(TASK DETAILS):
Reproduce the opening lines of the records exactly, please, stopping after the line that contains "to be sent.".

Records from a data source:
▬▬▬▬▬▬

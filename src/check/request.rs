use std::time::Duration;

use url::Url;

use crate::config::pair::{AuthFlag, Credentials, HeaderPair};
use crate::error::{Error, Result};

pub const DEFAULT_TIMEOUT: i64 = 10;
pub const MIN_TIMEOUT: i64 = 1;
pub const MAX_TIMEOUT: i64 = 100;

/// A validated check, ready to be sent.
#[derive(Debug, Clone, PartialEq, Eq)]
pub struct CheckRequest {
    /// The url as given, echoed back in the output.
    pub target: String,
    pub url: Url,
    pub timeout: Duration,
    pub request_headers: Vec<HeaderPair>,
    pub auth: Option<Credentials>,
    pub insecure: bool,
    pub find: Option<String>,
    pub expected_headers: Vec<HeaderPair>,
}

impl CheckRequest {
    /// Validates the url, then the timeout.
    ///
    /// # Errors
    ///
    /// Returns [`Error::EmptyUrl`], [`Error::UrlParse`] or
    /// [`Error::NotRequestUri`] for a bad url and
    /// [`Error::TimeoutOutOfRange`] when `timeout_secs` is outside
    /// `MIN_TIMEOUT..=MAX_TIMEOUT`.
    pub fn new(target: &str, timeout_secs: i64) -> Result<Self> {
        let url = parse_request_url(target)?;

        if !(MIN_TIMEOUT..=MAX_TIMEOUT).contains(&timeout_secs) {
            return Err(Error::TimeoutOutOfRange(timeout_secs));
        }
        let timeout = Duration::from_secs(timeout_secs.unsigned_abs());

        Ok(CheckRequest {
            target: target.to_string(),
            url,
            timeout,
            request_headers: Vec::new(),
            auth: None,
            insecure: false,
            find: None,
            expected_headers: Vec::new(),
        })
    }

    /// Builds a request from unparsed flag values.
    ///
    /// # Errors
    ///
    /// Same as [`CheckRequest::new`], plus [`Error::Flag`] for a malformed
    /// header or auth string. An empty auth string means no basic auth.
    pub fn from_raw<S: AsRef<str>>(
        target: &str,
        timeout_secs: i64,
        request_headers: &[S],
        auth: Option<&str>,
    ) -> Result<Self> {
        let mut request = CheckRequest::new(target, timeout_secs)?;
        request.request_headers = request_headers
            .iter()
            .map(|raw| HeaderPair::parse_request(raw.as_ref()))
            .collect::<std::result::Result<_, _>>()?;
        if let Some(raw) = auth {
            request.auth = AuthFlag::parse(raw)?.0;
        }
        Ok(request)
    }

    #[must_use]
    pub fn with_request_headers(mut self, headers: Vec<HeaderPair>) -> Self {
        self.request_headers = headers;
        self
    }

    #[must_use]
    pub fn with_auth(mut self, auth: Credentials) -> Self {
        self.auth = Some(auth);
        self
    }

    #[must_use]
    pub fn with_insecure(mut self, insecure: bool) -> Self {
        self.insecure = insecure;
        self
    }

    #[must_use]
    pub fn with_find(mut self, text: impl Into<String>) -> Self {
        self.find = Some(text.into());
        self
    }

    #[must_use]
    pub fn with_expected_headers(mut self, headers: Vec<HeaderPair>) -> Self {
        self.expected_headers = headers;
        self
    }
}

/// Accepts absolute urls only: `vigo.io` or `/path` are rejected.
///
/// The text after `<scheme>:` must start with `/`, and the url must not be
/// padded with whitespace or carry control characters, all of which
/// `Url::parse` would otherwise quietly repair.
fn parse_request_url(target: &str) -> Result<Url> {
    if target.is_empty() {
        return Err(Error::EmptyUrl);
    }

    let url = Url::parse(target).map_err(|source| Error::UrlParse {
        url: target.to_string(),
        source,
    })?;

    let has_path_after_scheme = target
        .split_once(':')
        .is_some_and(|(_, rest)| rest.starts_with('/'));

    if target.trim() != target
        || target.contains(|c: char| c.is_ascii_control())
        || !has_path_after_scheme
        || url.cannot_be_a_base()
    {
        return Err(Error::NotRequestUri {
            url: target.to_string(),
        });
    }

    Ok(url)
}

▬▬▬▬▬▬

(SOLUTION TO THIS EXERCISE):
filename src/check/request.rs
use std::time::Duration;

use url::Url;

use crate::config::pair::{AuthFlag, Credentials, HeaderPair};
use crate::error::{Error, Result};

pub const DEFAULT_TIMEOUT: i64 = 10;
pub const MIN_TIMEOUT: i64 = 1;
pub const MAX_TIMEOUT: i64 = 100;

/// A validated check, ready to be sent.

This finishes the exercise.